= Uiliami Leilua Vi =

Uiliami Leilua Vi known by his Tongan noble title Hon. Lord Veʻehala (1925–1986) was a Tongan nobleman best known as a nose-flute player. He remains the most famous Tongan musician, both at home and abroad, and his recordings are still traditionally the first broadcast every day by Radio Tonga.

==Background==
He was born on March 23, 1925, in Nuku’alofa to Hon. Lord Veʻehala (Feleti Vi) and Mele Luʻisa Simoa Vi of Fahefa Estate, Tongatapu. He was educated at Tupou College and finishing off at Wesley College and Grammar School, Auckland, New Zealand.
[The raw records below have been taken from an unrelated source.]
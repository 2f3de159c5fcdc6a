// tests/lane_queue_test.rs
// Lane cap enforcement, FIFO ordering, and failure isolation.

use std::sync::Arc;
use std::sync::atomic::{AtomicUsize, Ordering};
use std::time::Duration;

use vega_backend::queue::{Lane, LaneQueue, TaskReply, TaskStatus};

#[tokio::test]
async fn caps_are_per_lane() {
    assert_eq!(Lane::Fast.cap(), 2);
    assert_eq!(Lane::Slow.cap(), 1);
    assert_eq!(Lane::Background.cap(), 1);
}

#[tokio::test]
async fn concurrent_load_never_exceeds_cap() {
    let queue = LaneQueue::new();
    let live = Arc::new(AtomicUsize::new(0));
    let peak = Arc::new(AtomicUsize::new(0));

    let mut receivers = Vec::new();
    for _ in 0..10 {
        let live = live.clone();
        let peak = peak.clone();
        receivers.push(queue.submit(Lane::Fast, async move {
            let now = live.fetch_add(1, Ordering::SeqCst) + 1;
            peak.fetch_max(now, Ordering::SeqCst);
            tokio::time::sleep(Duration::from_millis(15)).await;
            live.fetch_sub(1, Ordering::SeqCst);
            Ok(TaskReply::default())
        }));
    }
    for rx in receivers {
        assert_eq!(rx.await.unwrap().status, TaskStatus::Completed);
    }
    assert!(peak.load(Ordering::SeqCst) <= 2);
}

#[tokio::test]
async fn lanes_do_not_steal_work() {
    let queue = LaneQueue::new();
    let (gate_tx, gate_rx) = tokio::sync::oneshot::channel::<()>();

    // Slow lane is saturated by a blocked task...
    let blocked = queue.submit(Lane::Slow, async move {
        let _ = gate_rx.await;
        Ok(TaskReply::default())
    });

    // ...but fast lane keeps flowing.
    let fast = queue
        .submit(Lane::Fast, async { Ok(TaskReply::default()) })
        .await
        .unwrap();
    assert_eq!(fast.status, TaskStatus::Completed);

    let counters = queue.counters(Lane::Slow);
    assert_eq!(counters.pending, 1);

    let _ = gate_tx.send(());
    blocked.await.unwrap();
}

#[tokio::test]
async fn submission_order_is_start_order() {
    let queue = LaneQueue::new();
    let order = Arc::new(parking_lot::Mutex::new(Vec::new()));

    let mut receivers = Vec::new();
    for i in 0..5 {
        let order = order.clone();
        receivers.push(queue.submit(Lane::Background, async move {
            order.lock().push(i);
            tokio::time::sleep(Duration::from_millis(2)).await;
            Ok(TaskReply::default())
        }));
    }
    for rx in receivers {
        rx.await.unwrap();
    }
    assert_eq!(*order.lock(), vec![0, 1, 2, 3, 4]);
}

#[tokio::test]
async fn failed_task_reports_error_and_releases_slot() {
    let queue = LaneQueue::new();

    let failed = queue
        .submit(Lane::Slow, async { Err(anyhow::anyhow!("LLM unavailable: circuit open")) })
        .await
        .unwrap();
    assert_eq!(failed.status, TaskStatus::Failed);
    assert_eq!(
        failed.error.as_deref(),
        Some("LLM unavailable: circuit open")
    );

    // The lane is free again.
    let ok = queue
        .submit(Lane::Slow, async {
            Ok(TaskReply {
                reply: "fine".to_string(),
                history: Vec::new(),
            })
        })
        .await
        .unwrap();
    assert_eq!(ok.status, TaskStatus::Completed);
    assert_eq!(ok.reply, "fine");

    let counters = queue.counters(Lane::Slow);
    assert_eq!(counters.pending, 0);
    assert_eq!(counters.queued, 0);
}

#[tokio::test]
async fn panicking_task_becomes_failed_result() {
    let queue = LaneQueue::new();
    let result = queue
        .submit(Lane::Background, async {
            if 1 + 1 == 2 {
                panic!("handler bug");
            }
            Ok(TaskReply::default())
        })
        .await
        .unwrap();

    assert_eq!(result.status, TaskStatus::Failed);
    assert!(result.error.unwrap().contains("panicked"));
}
pub struct MemoryManager {
    config: MemoryConfig,
    semantic: SectionedStore,
    procedural: SectionedStore,
    episodic: EpisodicStore,
    goal_store: GoalStore,
    session_context_path: PathBuf,
    llm: Arc<dyn LlmClient>,
    summarizer: ResilientExecutor,

    /// Serializes all store writes; one lock for the whole manager keeps
    /// goal read-modify-write atomic too.
    write_lock: tokio::sync::Mutex<()>,

    metrics: Mutex<WriteMetrics>,
    duplicate_skips: AtomicU64,
    errors: AtomicU64,
    turn_counter: AtomicU64,
}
In 1946, after his father's death he was installed upon the noble title of Veʻehala and inherited the Fahefa estate. He was a governor of Ha'apai and Keeper of Public Records from 1948 - 1953, than from 1950 - 1968, he was the Secretary of Traditions Committee in Tonga.

==Marriage and issue==
He married ʻEva-ʻi-pomana ʻUlukalala, natural daughter of Hon. Lord Finau ʻUlukalala VI (Ha'amea). They had two sons and one daughter

| Name | Occupation | Marriage | Children |
|---|---|---|---|
| Hon. Lord Ve'ehala (Toluhama'a Tungi Vi) | Director of Royal Tongan Musical Corps and President of the Tongan Football association (2002 – 2006) | He married Souna Havea had issue (Divorced in 2002) and he married Suliana Halapio with issue | 1. Leilua Vi, 2. Siulolovao Vi, 3. Kaimani Vulangi Vi, 4. Simoa Vi, 5. ʻIsileli Tupou, 6. ʻAna Pesi, 7. Afuha'amango From Suliana Halapio 1. Tapusala'ia 2. Pasemata |
| Vakautapola Vi | Unknown | Linita Tulikifanga | 1. Tuʻitavake Fanga, 2. Manukeika-ʻi-moana. |
| Adi Pasemaca Tu'ipulotu Pau'u | Unknown | She married Toni Kaihau Holani had issue (Deceased) and she married Kali Taunisila | 1.Liukaina Holani 2.'Eva-'i-Pomana Holani 3.Ma'ilei Holani 4.Tongiaki Holani 5.Toniseni Jnr Holani |

==Death==
He died of unknown circumstances on November 26, 1986, and his son succeeded him as Hon. Lord Veʻehala.